Il generale Haftar corteggiato da Putin e da Biden

Mentre la Cirenaica conta le sue vittime e i danni subiti dal passaggio del ciclone “Daniel”, Putin allarga la sua rete bellica. Mosca sta cercando di ottenere l’accesso ai porti controllati dal generale Khalifa Haftar per le sue navi da guerra. È il Wall Street Journal a riferirlo. I porti in questione sarebbero quelli di Bengasi e Tobruk situati a 700 km dall’Italia e dalla Grecia. Nelle ultime due settimane alti funzionari russi si sono incontrati con Haftar per discutere dei diritti di attracco a lungo termine nelle aree da lui controllate nell’est del Paese. Il generale Haftar è al centro di richieste da parte di tutti. Infatti sarà attesa a breve una missione diplomatica militare Usa per convincere il generale a espellere i mercenari di Wagner e incoraggiarlo a unificare le sue forze con quelle controllate dalle fazioni rivali.
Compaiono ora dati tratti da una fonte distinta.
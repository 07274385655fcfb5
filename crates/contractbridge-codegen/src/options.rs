//! Generator options

use crate::error::{CodegenError, CodegenResult};
use serde::{Deserialize, Serialize};
use std::fmt;
use std::str::FromStr;

/// Namespace used when none is configured
pub const DEFAULT_NAMESPACE: &str = "Contracts";

/// Shape of generated object types
#[derive(Debug, Clone, Copy, PartialEq, Eq, Default, Serialize, Deserialize)]
#[serde(rename_all = "lowercase")]
pub enum ClassStyle {
    /// Mutable class with settable members
    #[default]
    Class,
    /// Immutable record / data class
    Record,
}

impl fmt::Display for ClassStyle {
    fn fmt(&self, f: &mut fmt::Formatter<'_>) -> fmt::Result {
        match self {
            ClassStyle::Class => write!(f, "class"),
            ClassStyle::Record => write!(f, "record"),
        }
    }
}

impl FromStr for ClassStyle {
    type Err = CodegenError;

    fn from_str(s: &str) -> CodegenResult<Self> {
        match s.trim().to_ascii_lowercase().as_str() {
            "class" => Ok(ClassStyle::Class),
            "record" | "data" => Ok(ClassStyle::Record),
            other => Err(CodegenError::UnknownClassStyle(other.to_string())),
        }
    }
}

/// Target types for formats and containers
///
/// Unset entries fall back to the generator's own defaults. Container entries
/// name the generic type only (`List`, `System.Collections.Generic.IList`).
#[derive(Debug, Clone, PartialEq, Eq, Default, Serialize, Deserialize)]
#[serde(default, rename_all = "snake_case")]
pub struct TypeMappings {
    pub date: Option<String>,
    pub time: Option<String>,
    pub date_time: Option<String>,
    pub duration: Option<String>,
    pub array: Option<String>,
    pub map: Option<String>,
}

impl TypeMappings {
    /// Fill unset entries from `defaults`
    pub fn or(&self, defaults: &TypeMappings) -> TypeMappings {
        let pick = |own: &Option<String>, fallback: &Option<String>| {
            own.clone().or_else(|| fallback.clone())
        };
        TypeMappings {
            date: pick(&self.date, &defaults.date),
            time: pick(&self.time, &defaults.time),
            date_time: pick(&self.date_time, &defaults.date_time),
            duration: pick(&self.duration, &defaults.duration),
            array: pick(&self.array, &defaults.array),
            map: pick(&self.map, &defaults.map),
        }
    }
}

/// Options shared by all generators
#[derive(Debug, Clone, PartialEq, Eq, Serialize, Deserialize)]
pub struct GeneratorOptions {
    #[serde(default = "default_namespace")]
    pub namespace: String,

    #[serde(default)]
    pub class_style: ClassStyle,

    #[serde(default = "default_true")]
    pub generate_data_annotations: bool,

    #[serde(default = "default_true")]
    pub generate_nullable_reference_types: bool,

    #[serde(default)]
    pub type_mappings: TypeMappings,
}

fn default_namespace() -> String {
    DEFAULT_NAMESPACE.to_string()
}

fn default_true() -> bool {
    true
}

impl Default for GeneratorOptions {
    fn default() -> Self {
        Self {
            namespace: default_namespace(),
            class_style: ClassStyle::default(),
            generate_data_annotations: true,
            generate_nullable_reference_types: true,
            type_mappings: TypeMappings::default(),
        }
    }
}

impl GeneratorOptions {
    pub fn with_namespace(mut self, namespace: impl Into<String>) -> Self {
        self.namespace = namespace.into();
        self
    }

    pub fn with_class_style(mut self, class_style: ClassStyle) -> Self {
        self.class_style = class_style;
        self
    }
}
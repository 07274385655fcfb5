//! Field type expressions
//!
//! Grammar:
//!
//! ```text
//! type   := base suffix*
//! suffix := "?" | "[]"
//! base   := "map" "<" type "," type ">" | primitive | identity
//! ```
//!
//! `string?[]` is a sequence of optional strings, `Order[]?` an optional
//! sequence of orders.

use crate::error::{CatalogError, CatalogResult};
use serde::{Deserialize, Serialize};
use std::fmt;
use std::str::FromStr;

/// Leaf value kinds
#[derive(Debug, Clone, Copy, PartialEq, Eq, Hash)]
pub enum Primitive {
    String,
    Bool,
    I8,
    I16,
    I32,
    I64,
    U8,
    U16,
    U32,
    U64,
    F32,
    F64,
    Decimal,
    Date,
    Time,
    DateTime,
    Duration,
    Uuid,
    Any,
}

impl Primitive {
    pub fn as_str(self) -> &'static str {
        match self {
            Primitive::String => "string",
            Primitive::Bool => "bool",
            Primitive::I8 => "i8",
            Primitive::I16 => "i16",
            Primitive::I32 => "i32",
            Primitive::I64 => "i64",
            Primitive::U8 => "u8",
            Primitive::U16 => "u16",
            Primitive::U32 => "u32",
            Primitive::U64 => "u64",
            Primitive::F32 => "f32",
            Primitive::F64 => "f64",
            Primitive::Decimal => "decimal",
            Primitive::Date => "date",
            Primitive::Time => "time",
            Primitive::DateTime => "datetime",
            Primitive::Duration => "duration",
            Primitive::Uuid => "uuid",
            Primitive::Any => "any",
        }
    }

    pub fn from_name(name: &str) -> Option<Self> {
        let primitive = match name {
            "string" => Primitive::String,
            "bool" => Primitive::Bool,
            "i8" => Primitive::I8,
            "i16" => Primitive::I16,
            "i32" => Primitive::I32,
            "i64" => Primitive::I64,
            "u8" => Primitive::U8,
            "u16" => Primitive::U16,
            "u32" => Primitive::U32,
            "u64" => Primitive::U64,
            "f32" => Primitive::F32,
            "f64" => Primitive::F64,
            "decimal" => Primitive::Decimal,
            "date" => Primitive::Date,
            "time" => Primitive::Time,
            "datetime" => Primitive::DateTime,
            "duration" => Primitive::Duration,
            "uuid" => Primitive::Uuid,
            "any" => Primitive::Any,
            _ => return None,
        };
        Some(primitive)
    }
}

impl fmt::Display for Primitive {
    fn fmt(&self, f: &mut fmt::Formatter<'_>) -> fmt::Result {
        f.write_str(self.as_str())
    }
}

/// A field type expression
#[derive(Debug, Clone, PartialEq, Eq, Hash, Serialize, Deserialize)]
#[serde(into = "String", try_from = "String")]
pub enum TypeRef {
    Primitive(Primitive),
    /// Reference to a catalog type by identity
    Named(String),
    Optional(Box<TypeRef>),
    Sequence(Box<TypeRef>),
    Map(Box<TypeRef>, Box<TypeRef>),
}

impl TypeRef {
    pub fn named(identity: impl Into<String>) -> Self {
        TypeRef::Named(identity.into())
    }

    pub fn optional(inner: TypeRef) -> Self {
        TypeRef::Optional(Box::new(inner))
    }

    pub fn sequence(inner: TypeRef) -> Self {
        TypeRef::Sequence(Box::new(inner))
    }

    pub fn map(key: TypeRef, value: TypeRef) -> Self {
        TypeRef::Map(Box::new(key), Box::new(value))
    }

    pub fn is_optional(&self) -> bool {
        matches!(self, TypeRef::Optional(_))
    }

    /// Named references reachable through optional, sequence and map-value
    /// wrappers, in left-to-right order
    pub fn named_references(&self) -> Vec<&str> {
        let mut out = Vec::new();
        self.collect_named(&mut out);
        out
    }

    fn collect_named<'a>(&'a self, out: &mut Vec<&'a str>) {
        match self {
            TypeRef::Primitive(_) => {}
            TypeRef::Named(name) => out.push(name),
            TypeRef::Optional(inner) | TypeRef::Sequence(inner) => inner.collect_named(out),
            TypeRef::Map(_, value) => value.collect_named(out),
        }
    }

    /// Rewrite every named reference
    pub fn map_names(&self, f: &mut impl FnMut(&str) -> String) -> TypeRef {
        match self {
            TypeRef::Primitive(p) => TypeRef::Primitive(*p),
            TypeRef::Named(name) => TypeRef::Named(f(name)),
            TypeRef::Optional(inner) => TypeRef::optional(inner.map_names(f)),
            TypeRef::Sequence(inner) => TypeRef::sequence(inner.map_names(f)),
            TypeRef::Map(key, value) => TypeRef::map(key.map_names(f), value.map_names(f)),
        }
    }
}

impl fmt::Display for TypeRef {
    fn fmt(&self, f: &mut fmt::Formatter<'_>) -> fmt::Result {
        match self {
            TypeRef::Primitive(p) => write!(f, "{}", p),
            TypeRef::Named(name) => f.write_str(name),
            TypeRef::Optional(inner) => write!(f, "{}?", inner),
            TypeRef::Sequence(inner) => write!(f, "{}[]", inner),
            TypeRef::Map(key, value) => write!(f, "map<{}, {}>", key, value),
        }
    }
}

impl FromStr for TypeRef {
    type Err = CatalogError;

    fn from_str(s: &str) -> Result<Self, Self::Err> {
        let mut parser = Parser {
            input: s,
            chars: s.char_indices().collect(),
            pos: 0,
        };
        let ty = parser.parse_type()?;
        parser.skip_whitespace();
        if parser.pos < parser.chars.len() {
            return Err(parser.error(format!(
                "unexpected '{}' at offset {}",
                parser.chars[parser.pos].1, parser.chars[parser.pos].0
            )));
        }
        Ok(ty)
    }
}

impl From<TypeRef> for String {
    fn from(ty: TypeRef) -> Self {
        ty.to_string()
    }
}

impl TryFrom<String> for TypeRef {
    type Error = CatalogError;

    fn try_from(value: String) -> Result<Self, Self::Error> {
        value.parse()
    }
}

struct Parser<'a> {
    input: &'a str,
    chars: Vec<(usize, char)>,
    pos: usize,
}

impl Parser<'_> {
    fn error(&self, reason: impl Into<String>) -> CatalogError {
        CatalogError::InvalidTypeRef {
            input: self.input.to_string(),
            reason: reason.into(),
        }
    }

    fn peek(&self) -> Option<char> {
        self.chars.get(self.pos).map(|(_, c)| *c)
    }

    fn skip_whitespace(&mut self) {
        while self.peek().is_some_and(char::is_whitespace) {
            self.pos += 1;
        }
    }

    fn expect(&mut self, expected: char) -> CatalogResult<()> {
        self.skip_whitespace();
        match self.peek() {
            Some(c) if c == expected => {
                self.pos += 1;
                Ok(())
            }
            Some(c) => Err(self.error(format!("expected '{}', found '{}'", expected, c))),
            None => Err(self.error(format!("expected '{}', found end of input", expected))),
        }
    }

    fn parse_type(&mut self) -> CatalogResult<TypeRef> {
        let mut ty = self.parse_base()?;
        loop {
            self.skip_whitespace();
            match self.peek() {
                Some('?') => {
                    self.pos += 1;
                    ty = TypeRef::optional(ty);
                }
                Some('[') => {
                    self.pos += 1;
                    self.expect(']')?;
                    ty = TypeRef::sequence(ty);
                }
                _ => return Ok(ty),
            }
        }
    }

    fn parse_base(&mut self) -> CatalogResult<TypeRef> {
        self.skip_whitespace();
        let ident = self.parse_identifier()?;

        if ident == "map" {
            self.skip_whitespace();
            if self.peek() == Some('<') {
                self.pos += 1;
                let key = self.parse_type()?;
                self.expect(',')?;
                let value = self.parse_type()?;
                self.expect('>')?;
                return Ok(TypeRef::map(key, value));
            }
        }

        Ok(match Primitive::from_name(&ident) {
            Some(p) => TypeRef::Primitive(p),
            None => TypeRef::Named(ident),
        })
    }

    fn parse_identifier(&mut self) -> CatalogResult<String> {
        let start = self.pos;
        while let Some(c) = self.peek() {
            let valid = if self.pos == start {
                c.is_alphabetic() || c == '_'
            } else {
                c.is_alphanumeric() || c == '_' || c == '.'
            };
            if !valid {
                break;
            }
            self.pos += 1;
        }
        if self.pos == start {
            return Err(match self.peek() {
                Some(c) => self.error(format!("expected a type name, found '{}'", c)),
                None => self.error("expected a type name, found end of input"),
            });
        }
        let ident: String = self.chars[start..self.pos].iter().map(|(_, c)| c).collect();
        if ident.ends_with('.') || ident.contains("..") {
            return Err(self.error(format!("malformed identity '{}'", ident)));
        }
        Ok(ident)
    }
}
L’obiettivo è quello di creare una zona cuscinetto alla luce degli sconvolgimenti politici avvenuti nel Sahel

Alla vigilia del primo anniversario della morte di Mahsa Amini, Biden annuncia nuove sanzioni all’Iran

Un anno fa Mahsa Amini, una ragazza iraniana di 22 anni è stata uccisa dalla polizia religiosa per non aver correttamente indossato il velo. Da quel momento la popolazione iraniana è insorta insieme alla comunità internazionale. Oggi Biden, alla vigilia del primo anniversario della morte di Mahsa, ha annunciato sanzioni contro 29 fra personalità ed entità iraniane, “collegate alla violenta repressione del regime iraniano contro le proteste in tutto il Paese”. Tra loro spiccano decine di membri importanti delle forze di sicurezza del regime. Tra di loro il capo del sistema carcerario, Gholamali Mohammadi, alti funzionati, tre media affiliati al regime e una società che supporta il regime nella censura e il blocco dell’accesso a Internet. A un anno dalla “morte brutale di Mahsa, riaffermiamo il nostro impegno nei confronti del coraggioso popolo iraniano che sta portando avanti la sua missione. Stanno ispirando il mondo con la loro resilienza e determinazione”, ha affermato Biden.